Erano molti anni che l’orchestra di Santa Cecilia non suonava la Quarta Sinfonia di Schumann; e a dirigerla l’ultima volta era stato sempre lui, Wolfgang Sawallisch, che a Roma è quasi di casa (quest’anno con ben sette concerti e due programmi: da non perdere, fra sette giorni, l’occasione di ascoltare un Hindemith raro e bellissimo, quello del Requiem su testo di Walt Whitman). L’affiatamento di Sawallisch con l’orchestra è quasi perfetto; ma nel caso della Sinfonia di Schumann si avvertiva qualche sfasatura. La ragione è semplice. Di Schumann, Sawallisch ha un’idea molto personale, che per essere realizzata adeguatamente richiederebbe una padronanza assoluta del testo da parte dell’orchestra. Qualche volta Sawallisch si accontenta di una resa professionale di alta routine, che spieghi e comunichi la musica con chiarezza, e questa è una delle sue grandi forze; ma quando decide di andare a fondo in un autore, diviene un interprete che non solo ha pochi raffronti al mondo ma che è addirittura imprevedibile e difficile da seguire fino in fondo.
Sawallisch affronta la Quarta come un poema sinfonico di incandescente temperatura espressiva. Abolisce le fermate fra un tempo e l’altro (ogni volta un nuovo slancio verso ciò che segue), serra i tempi fino allo spasimo, anche nella Romanza del secondo movimento, sostenuta con un vigore che sembra voler dare continuità alle digressioni più fantastiche. Ma poi si abbandona a «rubati» che fioriscono come emozionanti improvvisazioni, animando le parti con quella sua suprema capacità di analisi e di sintesi. Vorrebbe le più sottili differenziazioni dei piani sonori, prontezza di scatto e flessibilità nelle distensioni, cura nel dipanare una trama fatta di squilibri schizofrenici continuamente riportati a dimensioni espressive e a riflessioni sulla forma. Molto di ciò ottiene. L’orchestra si esalta, risponde con grande impegno, ma non può dissimulare del tutto la fatica della tensione.
Nella Pastorale questo clima così tempestoso si rasserena e si acquieta. Sawallisch, che proprio in questi mesi sta incidendo tutte le sinfonie di Beethoven con l’orchestra del Concertgebouw di Amsterdam, ne ha una visione classica, in piena sintonia con la grande tradizione tedesca. La scorrevolezza dei tempi è qui espressione di una misura che si compiace non soltanto della narrazione dei diversi paesaggi della natura e dell’anima ma anche di una serenità raggiunta nella pienezza dei pensieri e dei sentimenti. E l’orchestra di Santa Cecilia lo segue con molta duttilità, con calore di suono negli archi e nettezza di rilievi negli strumentini: denunciando tuttavia qualche grave mancanza nel clarinetto e nel corno, francamente non all’altezza della prima orchestra sinfonica italiana.

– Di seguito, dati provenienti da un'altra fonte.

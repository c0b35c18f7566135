//! Brokerage provider.
//!
//! Primary tier. Pulls historical bars and a snapshot tick over the shared
//! brokerage session. The supervisor serializes every request, so a slow
//! gateway delays all brokerage traffic but never the REST tiers.

use std::sync::Arc;

use log::debug;
use num_traits::FromPrimitive;
use rust_decimal::Decimal;

use super::{MarketDataProvider, ProviderPolicy};
use crate::broker::{BrokerBar, BrokerTick, ConnectionSupervisor, Contract, HistoryRequest};
use crate::clock::{Clock, SystemClock};
use crate::errors::MarketDataError;
use crate::models::{eastern_date, Candle, MarketSession, ProviderId, Quote, Timeframe};

const PROVIDER_ID: &str = "BROKERAGE";

pub struct BrokerageProvider {
    supervisor: Arc<ConnectionSupervisor>,
    clock: Arc<dyn Clock>,
}

impl BrokerageProvider {
    pub fn new(supervisor: Arc<ConnectionSupervisor>) -> Self {
        Self::with_clock(supervisor, Arc::new(SystemClock))
    }

    pub fn with_clock(supervisor: Arc<ConnectionSupervisor>, clock: Arc<dyn Clock>) -> Self {
        Self { supervisor, clock }
    }
}

impl MarketDataProvider for BrokerageProvider {
    fn id(&self) -> &'static str {
        PROVIDER_ID
    }

    fn policy(&self) -> ProviderPolicy {
        ProviderPolicy::unlimited()
    }

    fn fetch(&self, symbol: &str, timeframe: Timeframe) -> Result<Quote, MarketDataError> {
        let contract = Contract::stock(symbol);
        let now = self.clock.now();
        let request = HistoryRequest {
            spec: timeframe.bar_spec(),
            // Extended hours only while premarket is running
            use_rth: MarketSession::at(now) != MarketSession::Premarket,
        };

        let (bars, tick) = self
            .supervisor
            .with_session(|gateway| {
                let bars = gateway.request_history(&contract, &request)?;
                if bars.is_empty() {
                    return Ok((bars, None));
                }
                let tick = gateway.request_quote(&contract)?;
                Ok((bars, tick))
            })
            .map_err(|e| match e {
                MarketDataError::ClientIdsExhausted { .. } | MarketDataError::Gateway(_) => {
                    MarketDataError::Unreachable {
                        provider: PROVIDER_ID.to_string(),
                        message: e.to_string(),
                    }
                }
                other => other,
            })?;

        debug!(
            "Brokerage returned {} bars for {} ({})",
            bars.len(),
            symbol,
            timeframe
        );
        build_quote(symbol, &bars, tick.as_ref())
    }
}

fn price(value: f64) -> Option<Decimal> {
    if !value.is_finite() || value <= 0.0 {
        return None;
    }
    Decimal::from_f64(value).map(|d| d.round_dp(4))
}

fn count(value: f64) -> u64 {
    if value.is_finite() && value > 0.0 {
        value as u64
    } else {
        0
    }
}

fn to_candle(bar: &BrokerBar) -> Option<Candle> {
    Some(Candle::new(
        bar.time,
        price(bar.open)?,
        price(bar.high)?,
        price(bar.low)?,
        price(bar.close)?,
        count(bar.volume),
    ))
}

pub(crate) fn build_quote(
    symbol: &str,
    bars: &[BrokerBar],
    tick: Option<&BrokerTick>,
) -> Result<Quote, MarketDataError> {
    let mut candles: Vec<Candle> = bars.iter().filter_map(to_candle).collect();
    candles.sort_by_key(|c| c.time);

    let Some(last) = candles.last() else {
        return Err(MarketDataError::NoData {
            provider: PROVIDER_ID.to_string(),
            symbol: symbol.to_string(),
        });
    };

    let session_start = session_start(&candles);
    let session: &[Candle] = &candles[session_start..];

    let from_tick = |f: fn(&BrokerTick) -> f64| tick.and_then(|t| price(f(t)));

    let current = from_tick(|t| t.last)
        .or_else(|| from_tick(|t| t.close))
        .unwrap_or(last.close);
    let previous_close = from_tick(|t| t.close)
        .or_else(|| session_start.checked_sub(1).map(|i| candles[i].close))
        .unwrap_or(candles[0].open);
    let open = from_tick(|t| t.open).unwrap_or(session[0].open);
    let bar_high = session.iter().map(|c| c.high).fold(current, Decimal::max);
    let bar_low = session.iter().map(|c| c.low).fold(current, Decimal::min);
    let day_high = from_tick(|t| t.high).unwrap_or(bar_high).max(current);
    let day_low = from_tick(|t| t.low).unwrap_or(bar_low).min(current);
    let volume = tick
        .map(|t| count(t.volume))
        .filter(|v| *v > 0)
        .unwrap_or_else(|| session.iter().map(|c| c.volume).sum());
    let average_volume = tick.map(|t| count(t.average_volume)).unwrap_or(0);

    Ok(Quote {
        symbol: symbol.to_string(),
        price: current,
        previous_close,
        open,
        day_high,
        day_low,
        volume,
        average_volume,
        bid: tick.and_then(|t| price(t.bid)),
        ask: tick.and_then(|t| price(t.ask)),
        float_shares: None,
        candles,
        source: ProviderId::Borrowed(PROVIDER_ID),
        is_real_data: true,
    })
}

/// Index of the first candle on the same exchange date as the last one.
fn session_start(candles: &[Candle]) -> usize {
    let Some(last) = candles.last() else {
        return 0;
    };
    let last_date = eastern_date(last.time);
    candles
        .iter()
        .position(|c| eastern_date(c.time) == last_date)
        .unwrap_or(0)
}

Programmi come questi sono un toccasana e aiutano la crescita musicale di tutti. Ce ne vorrebbero di più, e più spesso. Magari con Sawallisch, che ha ufficialmente annunciato il suo ritiro da Monaco alla fine del 1992 per cedere il posto di direttore stabile a Peter Schneider. Da allora sarà a tutti gli effetti un artista libero.
Concerto diretto da Wolfgang Sawallisch all’Accademia di Santa Cecilia (repliche stasera e domani).
da “”Il Giornale””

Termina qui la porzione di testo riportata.